Colonel Hodgson said that because there were many more residents on the southern boundary of the rectangular-shaped base, the new range had to be on the northern edge near Stony Creek Valley.

The Guard had another range that closed in 1997 when it discovered that some of the inert shells its tanks were firing were ricocheting over the ridge and landing in Stony Creek Valley. No one was injured, but the discovery raised concerns.

Adding a range will mean that many of the 145,000 troops — active, reserve and guard — who train there annually will not have to drive to Fort Drum, N.Y., or Fort Pickett, Ky., to practice firing their tanks and fighting vehicles.

In provisions that Guard officials say show their concern for opponents of the new range, the Guard has agreed not to restrict access by hunters during the major deer, bear and turkey hunting seasons, and it will not be allowed to build new roads or paths in the wilderness area.

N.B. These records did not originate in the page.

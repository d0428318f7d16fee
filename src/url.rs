use crate::client::ClientError;

/// The scheme every reference must carry.
pub const SCHEME: &str = "gemini";
/// The well-known Gemini port.
pub const DEFAULT_PORT: u16 = 1965;

const SCHEME_PREFIX: &str = "gemini://";

/// A Gemini URL, decomposed into its host and resource path.
#[derive(Debug, Clone, PartialEq, Eq)]
pub struct Url {
    /// The hostname, with no scheme and no path.
    pub host: String,
    /// The resource path, always starting with `/`.
    pub path: String,
}

impl Url {
    /// Split a reference into host and path.
    ///
    /// The reference must start with `gemini://`. Everything up to the
    /// first `/` after the scheme is the host; the rest (slash included)
    /// is the path, defaulting to `/` when the reference has none.
    pub fn parse(reference: &str) -> Result<Self, ClientError> {
        let Some(rest) = reference.strip_prefix(SCHEME_PREFIX) else {
            return Err(ClientError::InvalidFormat(reference.to_string()));
        };
        let rest = rest.trim();

        Ok(match rest.find('/') {
            None => Self {
                host: rest.to_string(),
                path: "/".to_string(),
            },
            Some(slash) => Self {
                host: rest[..slash].to_string(),
                path: rest[slash..].to_string(),
            },
        })
    }
}

impl ToString for Url {
    fn to_string(&self) -> String {
        format!("{SCHEME}://{}{}", self.host, self.path)
    }
}

#[cfg(test)]
mod tests {
    use super::*;

    #[test]
    fn host_and_path() {
        let url = Url::parse("gemini://geminiprotocol.net/docs/faq.gmi").unwrap();
        assert_eq!(url.host, "geminiprotocol.net");
        assert_eq!(url.path, "/docs/faq.gmi");
    }

    #[test]
    fn path_defaults_to_root() {
        let url = Url::parse("gemini://midnight.pub").unwrap();
        assert_eq!(url.host, "midnight.pub");
        assert_eq!(url.path, "/");
    }

    #[test]
    fn bare_trailing_slash() {
        let url = Url::parse("gemini://midnight.pub/").unwrap();
        assert_eq!(url.host, "midnight.pub");
        assert_eq!(url.path, "/");
    }

    #[test]
    fn surrounding_whitespace_is_trimmed() {
        let url = Url::parse("gemini://example.org/a ").unwrap();
        assert_eq!(url.host, "example.org");
        assert_eq!(url.path, "/a");
    }

    #[test]
    fn missing_scheme_is_rejected() {
        assert!(matches!(
            Url::parse("https://example.org/"),
            Err(ClientError::InvalidFormat(_)),
        ));
        assert!(matches!(
            Url::parse("example.org"),
            Err(ClientError::InvalidFormat(_)),
        ));
    }

    #[test]
    fn host_never_contains_a_slash() {
        let url = Url::parse("gemini://example.org/a/b/c").unwrap();
        assert!(!url.host.contains('/'));
        assert!(url.path.starts_with('/'));
    }

    #[test]
    fn round_trips_through_to_string() {
        let url = Url::parse("gemini://example.org/a/b").unwrap();
        assert_eq!(url.to_string(), "gemini://example.org/a/b");
    }
}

The Stony Creek land is the largest wilderness area without a road in Eastern Pennsylvania and is home to first-rate hunting and fishing and a stretch of the Appalachian Trail.

On top of that, many members of the coalition were involved in the original effort to buy the land in the mid-1970s when an electric company wanted to build two hydroelectric dams in the valley.

“We went to all the trouble to save this, and now we’re fighting it again,” said Larry Westhafer, 62, a member of the original coalition.

The debate over the Stony Creek land has raged for three years, since the Guard first looked into the idea of taking ownership of up to 8,000 acres of the wilderness area, possibly in a land swap.

The Guard later reduced that request to 1,200 acres, and then abandoned the idea of owning the land altogether. Now it is simply hoping to get a “special use” agreement with the Pennsylvania Game Commission, which manages the land.

Despite the opposition from the coalition’s 75 sportsmen and environmental groups and 13 local governments, the Guard expects to sign an agreement in the next month with the president of the State Game Commission to restrict access to the 900 acres up to 90 days a year when the new range is in use.

If the agreement is signed, a splinter group of coalition members has said it would sue the commission.

“We’d sue because some of the money to purchase Stony Creek Valley came from federal funds that require it to be used only for the purpose it was acquired for,” said Harry Zirlin, the lawyer for the splinter group, “And that doesn’t include a buffer zone.”

Similar skirmishes with the military are occurring across the country. In Piñon Canyon in southeast Colorado near Fort Carson, farmers and environmentalists are fighting an effort by the Army to add 700 acres to a maneuver site, and in Plymouth, N.C., there is opposition to Navy plans to buy 30,000 acres to build an air base.

Here in Pennsylvania, Gov. Edward G. Rendell, who oversees both the Guard and the commission, supports the special use deal.

“We have worked closely with the citizens’ groups to try to ensure their interests are considered,” said Chuck Ardo, a spokesman for Mr. Rendell, a Democrat. “But it’s important that our soldiers who are being called to serve in the wars against terror are adequately trained, and that’s the purpose of this particular tract of land.”